If you have had problems taking your drugs regularly, known as a adherence, your failing treatment regimen should ideally be replaced with drugs that are easier to take, and support with adherence should be provided to you. For more information on the steps you can take to improve your adherence see the booklet in this series called Adherence.

 

Changing your treatment after more than one treatment failure

Doctors often make a distinction when talking about people who need to change their HIV drugs for the first time and those who've already made changes before because of the failure of their treatment to control viral load or an increase in viral load on more than one occasion. The term "salvage therapy" is often used to describe treatment if you have already taken drugs from all the major anti-HIV drug classes.

Ideally your new treatment should include two, preferably three new drugs, at least one from a new class.

A number of new anti-HIV drugs have recently become available. It is harder for HIV to become resistant to some of these drugs than many of the older anti-HIV drugs. Some of the new drugs work against HIV in a completely different way to older anti-HIV drugs. These drugs are therefore important new treatment options for people who have taken a lot of anti-HIV drugs in the past and have drug resistant virus.

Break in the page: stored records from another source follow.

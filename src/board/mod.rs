//! Board model for via stitching
//!
//! # Submodules
//! - `types` - Board primitives (points, zones, pads, tracks, vias, drawings)
//! - `geometry` - Polygon and segment hit-test math
//! - `region` - The `BoardRegion` host interface used by the stitcher
//! - `model` - In-memory `Board` implementing `BoardRegion`
//! - `document` - XML board document load/save

mod types;
mod geometry;
mod region;
mod model;
mod document;

pub use types::{
    Coord, IU_PER_MM, MAX_LENGTH, OUTER_COPPER_LAYERS,
    from_mm, to_mm, is_outer_copper_layer,
    Point, Rect, Polygon, KeepoutRules, Zone,
    PadShape, Pad, Track, ViaType, ViaId, Via, NewVia,
    DrawingKind, Drawing,
};

pub use geometry::{
    point_segment_distance,
    point_in_ring,
    point_in_polygon,
    point_near_outline,
    segment_intersects_rect,
    segment_rect_distance,
};

pub use region::{BoardRegion, GeometryError};

pub use model::Board;

pub use document::{BoardDocument, load_board, board_from_xml, board_to_xml};
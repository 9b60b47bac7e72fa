//! Generic XML tree reader used by the board document loader
//!
//! The tree keeps attribute order so a load/save cycle of a board file
//! does not shuffle attributes the tool never touched.

use anyhow::{Context, Result};
use indexmap::IndexMap;
use quick_xml::events::{BytesStart, Event};
use quick_xml::Reader;
use std::fs::File;
use std::io::{BufRead, BufReader};
use std::path::Path;

/// A parsed XML element
#[derive(Debug, Clone, Default, PartialEq)]
pub struct XmlNode {
    /// The name/tag of this element
    pub name: String,
    /// Attribute names to values, in document order
    pub attributes: IndexMap<String, String>,
    /// Text content of this node
    pub text_content: String,
    /// Child nodes
    pub children: Vec<XmlNode>,
}

impl XmlNode {
    /// Create an element with no attributes or children
    pub fn new(name: impl Into<String>) -> Self {
        Self {
            name: name.into(),
            ..Default::default()
        }
    }

    /// Builder-style attribute insertion
    pub fn with_attr(mut self, key: &str, value: impl ToString) -> Self {
        self.attributes.insert(key.to_string(), value.to_string());
        self
    }

    pub fn attr(&self, key: &str) -> Option<&str> {
        self.attributes.get(key).map(|s| s.as_str())
    }

    /// First child element with the given tag
    pub fn child(&self, name: &str) -> Option<&XmlNode> {
        self.children.iter().find(|n| n.name == name)
    }

    /// All child elements with the given tag
    pub fn children_named<'a>(&'a self, name: &'a str) -> impl Iterator<Item = &'a XmlNode> + 'a {
        self.children.iter().filter(move |n| n.name == name)
    }
}

/// Parses an XML file and returns the root node
///
/// # Example
/// ```ignore
/// let root = parse_xml_file("tests/fixtures/ground_plane.xml")?;
/// println!("Root element: {}", root.name);
/// ```
pub fn parse_xml_file<P: AsRef<Path>>(path: P) -> Result<XmlNode> {
    let file = File::open(&path)
        .with_context(|| format!("Failed to open file: {}", path.as_ref().display()))?;
    let mut reader = Reader::from_reader(BufReader::new(file));
    reader.trim_text(true);
    parse_root(&mut reader)
}

/// Parses an in-memory XML document
pub fn parse_xml_str(xml: &str) -> Result<XmlNode> {
    let mut reader = Reader::from_str(xml);
    reader.trim_text(true);
    parse_root(&mut reader)
}

fn parse_root<R: BufRead>(reader: &mut Reader<R>) -> Result<XmlNode> {
    let mut buf = Vec::new();

    loop {
        buf.clear();
        let event = reader.read_event_into(&mut buf)?;
        let maybe_root = match event {
            Event::Start(start) => Some((start.into_owned(), false)),
            Event::Empty(start) => Some((start.into_owned(), true)),
            Event::Eof => {
                anyhow::bail!("XML document is empty");
            }
            _ => None,
        };

        if let Some((start, self_closing)) = maybe_root {
            let mut node_buf = Vec::new();
            return parse_node(reader, &mut node_buf, start, self_closing);
        }
    }
}

fn parse_node<R: BufRead>(
    reader: &mut Reader<R>,
    buf: &mut Vec<u8>,
    start: BytesStart<'static>,
    self_closing: bool,
) -> Result<XmlNode> {
    let element_name_bytes = start.name().as_ref().to_vec();
    let element_name = String::from_utf8_lossy(&element_name_bytes).to_string();
    let attributes = collect_attributes(&start)?;

    let mut node = XmlNode {
        name: element_name,
        attributes,
        text_content: String::new(),
        children: Vec::new(),
    };

    if self_closing {
        return Ok(node);
    }

    loop {
        buf.clear();
        let event = reader.read_event_into(buf)?;
        match event {
            Event::Start(child_start) => {
                let mut child_buf = Vec::new();
                let child = parse_node(reader, &mut child_buf, child_start.into_owned(), false)?;
                node.children.push(child);
            }
            Event::Empty(child_start) => {
                let mut child_buf = Vec::new();
                let child = parse_node(reader, &mut child_buf, child_start.into_owned(), true)?;
                node.children.push(child);
            }
            Event::Text(text) => {
                let value = text.unescape()?;
                if !value.trim().is_empty() {
                    node.text_content.push_str(&value);
                }
            }
            Event::CData(text) => {
                let value = String::from_utf8_lossy(text.as_ref()).to_string();
                if !value.trim().is_empty() {
                    node.text_content.push_str(&value);
                }
            }
            Event::End(end) => {
                anyhow::ensure!(
                    end.name().as_ref() == element_name_bytes.as_slice(),
                    "unexpected closing tag '</{}>' while parsing '<{}>'",
                    String::from_utf8_lossy(end.name().as_ref()),
                    node.name
                );
                return Ok(node);
            }
            Event::Eof => {
                anyhow::bail!("unexpected end of file while parsing element '{}'", node.name);
            }
            _ => {}
        }
    }
}

fn collect_attributes(start: &BytesStart<'_>) -> Result<IndexMap<String, String>> {
    let mut map = IndexMap::new();
    for attr in start.attributes() {
        let attr = attr?;
        let key = String::from_utf8_lossy(attr.key.as_ref()).to_string();
        let value = attr.unescape_value()?.into_owned();
        map.insert(key, value);
    }
    Ok(map)
}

The new anti-HIV drugs that are important treatment options for people who’ve taken a lot of anti-HIV drugs in the past are:

**Darunavir (Prezista)/ritonavir.

**Maraviroc (Celsentri).

**Raltegravir (Isentress).

**Etravirine (approval expected later in 2008).

T-20 (enfuvirtide, Fuzeon) has been available for a number of years, but it is still an important treatment option for some people.

Doctors now believe that better standards of HIV care, for example the use of resistance tests and these new drugs mean that an undetectable viral load should be the goal of everybody taking anti-HIV treatment.

But even if you cannot get an undetectable viral load, even quite small falls in viral load can mean that you have a reduced risk of illness or death. Maintaining your CD4 cell count is also likely to be a priority in these circumstances.

Treatment breaks (often called structured treatment interruptions or drug holidays) are not recommended particularly if you are taking “salvage therapy.”

“Recycling” drugs (taking a treatment that you’ve previously developed resistance to) might be of benefit in some circumstances, and there is evidence that 3TC has some anti-HIV effects and benefits even if the virus has developed resistance to it.

In some instances it is necessary to remain on a “failing” combination in the short-term until an effective combination can be found. You’ll need expert management, which takes into account your individual treatment history and drug resistance profile.